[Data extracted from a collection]
# # # # #

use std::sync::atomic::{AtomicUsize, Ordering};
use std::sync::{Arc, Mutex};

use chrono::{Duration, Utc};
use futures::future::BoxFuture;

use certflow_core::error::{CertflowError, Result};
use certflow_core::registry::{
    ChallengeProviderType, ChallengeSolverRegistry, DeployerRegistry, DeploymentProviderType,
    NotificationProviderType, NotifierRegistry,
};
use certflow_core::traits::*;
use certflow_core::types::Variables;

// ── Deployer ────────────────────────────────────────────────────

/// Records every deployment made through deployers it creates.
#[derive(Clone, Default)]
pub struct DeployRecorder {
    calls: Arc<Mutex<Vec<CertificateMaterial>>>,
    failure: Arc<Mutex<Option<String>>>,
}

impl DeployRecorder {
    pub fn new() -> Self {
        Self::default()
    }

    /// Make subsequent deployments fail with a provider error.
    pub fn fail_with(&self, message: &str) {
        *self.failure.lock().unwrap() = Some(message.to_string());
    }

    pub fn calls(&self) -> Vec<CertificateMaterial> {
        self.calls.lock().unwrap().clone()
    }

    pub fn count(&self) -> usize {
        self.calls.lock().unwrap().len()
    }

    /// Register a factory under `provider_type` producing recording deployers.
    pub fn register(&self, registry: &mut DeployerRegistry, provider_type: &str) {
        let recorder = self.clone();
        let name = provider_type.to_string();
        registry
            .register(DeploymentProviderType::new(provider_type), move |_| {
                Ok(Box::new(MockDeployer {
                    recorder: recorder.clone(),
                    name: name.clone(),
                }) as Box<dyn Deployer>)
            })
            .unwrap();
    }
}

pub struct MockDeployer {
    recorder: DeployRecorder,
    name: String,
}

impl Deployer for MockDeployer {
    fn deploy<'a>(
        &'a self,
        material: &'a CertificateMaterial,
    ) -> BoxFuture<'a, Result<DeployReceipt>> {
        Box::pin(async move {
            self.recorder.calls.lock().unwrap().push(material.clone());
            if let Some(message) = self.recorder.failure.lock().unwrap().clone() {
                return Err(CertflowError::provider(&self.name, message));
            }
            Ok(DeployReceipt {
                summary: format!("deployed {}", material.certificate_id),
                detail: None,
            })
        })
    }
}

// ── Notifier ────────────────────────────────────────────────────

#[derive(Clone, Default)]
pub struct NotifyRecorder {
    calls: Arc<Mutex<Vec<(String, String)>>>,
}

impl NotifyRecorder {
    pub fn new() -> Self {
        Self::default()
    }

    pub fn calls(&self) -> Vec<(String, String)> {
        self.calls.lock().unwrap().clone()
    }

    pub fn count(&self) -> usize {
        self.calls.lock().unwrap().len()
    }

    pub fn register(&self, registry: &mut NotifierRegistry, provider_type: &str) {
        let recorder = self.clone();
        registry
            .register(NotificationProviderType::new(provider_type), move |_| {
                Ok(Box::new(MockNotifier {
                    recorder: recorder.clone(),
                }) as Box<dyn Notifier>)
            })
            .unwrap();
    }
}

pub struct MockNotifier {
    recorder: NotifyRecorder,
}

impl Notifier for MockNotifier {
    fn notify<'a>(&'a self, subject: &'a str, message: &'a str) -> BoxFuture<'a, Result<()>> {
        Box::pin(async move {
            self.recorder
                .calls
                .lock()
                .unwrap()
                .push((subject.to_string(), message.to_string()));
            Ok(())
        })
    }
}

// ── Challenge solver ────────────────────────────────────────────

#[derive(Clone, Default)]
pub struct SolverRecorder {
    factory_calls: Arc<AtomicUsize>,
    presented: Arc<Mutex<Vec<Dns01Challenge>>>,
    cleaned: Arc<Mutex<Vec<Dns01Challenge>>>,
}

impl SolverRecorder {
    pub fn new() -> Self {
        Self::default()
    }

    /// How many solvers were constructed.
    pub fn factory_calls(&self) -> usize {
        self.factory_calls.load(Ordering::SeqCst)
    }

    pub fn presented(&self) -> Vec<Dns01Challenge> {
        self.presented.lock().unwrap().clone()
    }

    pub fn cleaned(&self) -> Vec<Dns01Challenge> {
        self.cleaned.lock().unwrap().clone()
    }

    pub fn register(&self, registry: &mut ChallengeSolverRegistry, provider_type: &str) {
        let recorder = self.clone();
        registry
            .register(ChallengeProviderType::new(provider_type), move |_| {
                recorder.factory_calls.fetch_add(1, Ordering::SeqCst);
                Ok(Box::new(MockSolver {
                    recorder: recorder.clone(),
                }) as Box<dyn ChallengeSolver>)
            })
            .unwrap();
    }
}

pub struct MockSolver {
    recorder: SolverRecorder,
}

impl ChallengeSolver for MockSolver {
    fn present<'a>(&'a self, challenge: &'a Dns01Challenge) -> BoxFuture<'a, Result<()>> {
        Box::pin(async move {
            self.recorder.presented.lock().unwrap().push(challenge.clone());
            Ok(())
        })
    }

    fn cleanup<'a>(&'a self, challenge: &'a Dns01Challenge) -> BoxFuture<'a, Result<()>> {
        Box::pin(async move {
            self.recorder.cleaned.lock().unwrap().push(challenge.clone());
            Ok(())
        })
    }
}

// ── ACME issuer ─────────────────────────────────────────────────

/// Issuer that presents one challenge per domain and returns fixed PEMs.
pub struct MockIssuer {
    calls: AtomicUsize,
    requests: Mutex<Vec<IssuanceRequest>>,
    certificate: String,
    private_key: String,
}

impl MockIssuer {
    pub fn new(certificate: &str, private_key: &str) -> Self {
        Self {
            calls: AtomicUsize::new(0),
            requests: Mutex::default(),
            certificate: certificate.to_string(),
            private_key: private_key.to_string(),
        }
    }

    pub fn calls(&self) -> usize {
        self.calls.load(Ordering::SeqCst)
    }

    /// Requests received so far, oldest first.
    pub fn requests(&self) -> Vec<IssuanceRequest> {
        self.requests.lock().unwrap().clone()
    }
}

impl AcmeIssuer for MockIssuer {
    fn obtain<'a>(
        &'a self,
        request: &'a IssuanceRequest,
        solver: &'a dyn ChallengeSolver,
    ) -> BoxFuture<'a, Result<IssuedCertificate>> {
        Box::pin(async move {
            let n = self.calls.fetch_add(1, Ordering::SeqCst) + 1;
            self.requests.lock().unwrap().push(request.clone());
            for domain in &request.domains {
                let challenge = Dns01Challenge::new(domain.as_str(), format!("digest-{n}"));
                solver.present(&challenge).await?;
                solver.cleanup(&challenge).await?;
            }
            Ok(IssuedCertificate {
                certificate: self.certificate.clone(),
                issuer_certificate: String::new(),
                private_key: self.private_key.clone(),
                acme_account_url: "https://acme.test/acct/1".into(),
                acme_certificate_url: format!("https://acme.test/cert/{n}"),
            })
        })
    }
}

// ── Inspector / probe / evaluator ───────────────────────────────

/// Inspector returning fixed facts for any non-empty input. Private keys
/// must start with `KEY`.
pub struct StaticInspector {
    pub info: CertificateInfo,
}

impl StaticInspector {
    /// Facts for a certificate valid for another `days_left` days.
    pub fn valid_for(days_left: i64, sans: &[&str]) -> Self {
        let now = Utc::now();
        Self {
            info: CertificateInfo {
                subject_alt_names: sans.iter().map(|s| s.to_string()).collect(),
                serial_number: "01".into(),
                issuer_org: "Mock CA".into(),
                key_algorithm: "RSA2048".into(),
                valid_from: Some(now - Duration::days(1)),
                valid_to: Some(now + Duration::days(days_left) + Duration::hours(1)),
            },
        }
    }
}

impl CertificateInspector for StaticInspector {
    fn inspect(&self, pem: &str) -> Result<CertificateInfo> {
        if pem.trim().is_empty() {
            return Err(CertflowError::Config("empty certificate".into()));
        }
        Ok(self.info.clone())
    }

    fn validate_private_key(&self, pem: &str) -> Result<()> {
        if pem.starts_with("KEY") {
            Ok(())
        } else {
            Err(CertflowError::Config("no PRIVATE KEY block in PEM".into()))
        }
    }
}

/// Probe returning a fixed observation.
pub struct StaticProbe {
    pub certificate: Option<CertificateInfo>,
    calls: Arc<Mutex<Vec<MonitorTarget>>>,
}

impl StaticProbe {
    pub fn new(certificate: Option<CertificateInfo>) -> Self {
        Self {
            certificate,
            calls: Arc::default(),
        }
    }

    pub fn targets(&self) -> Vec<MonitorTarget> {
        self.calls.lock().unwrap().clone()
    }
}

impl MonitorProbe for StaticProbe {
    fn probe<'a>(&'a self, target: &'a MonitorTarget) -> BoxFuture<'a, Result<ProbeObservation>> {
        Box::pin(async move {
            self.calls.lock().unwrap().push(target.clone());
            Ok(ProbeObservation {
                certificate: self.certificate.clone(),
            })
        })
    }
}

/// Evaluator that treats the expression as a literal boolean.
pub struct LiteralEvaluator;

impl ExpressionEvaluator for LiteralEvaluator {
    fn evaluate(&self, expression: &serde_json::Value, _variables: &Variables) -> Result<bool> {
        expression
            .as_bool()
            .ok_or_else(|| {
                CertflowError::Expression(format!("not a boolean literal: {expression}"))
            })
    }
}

# # # # #

Lines holding the string "https" must be copied out of the entries above.

» OUTPUT OF THE EXERCISE:
                acme_account_url: "https://acme.test/acct/1".into(),
                acme_certificate_url: format!("https://acme.test/cert/{n}"),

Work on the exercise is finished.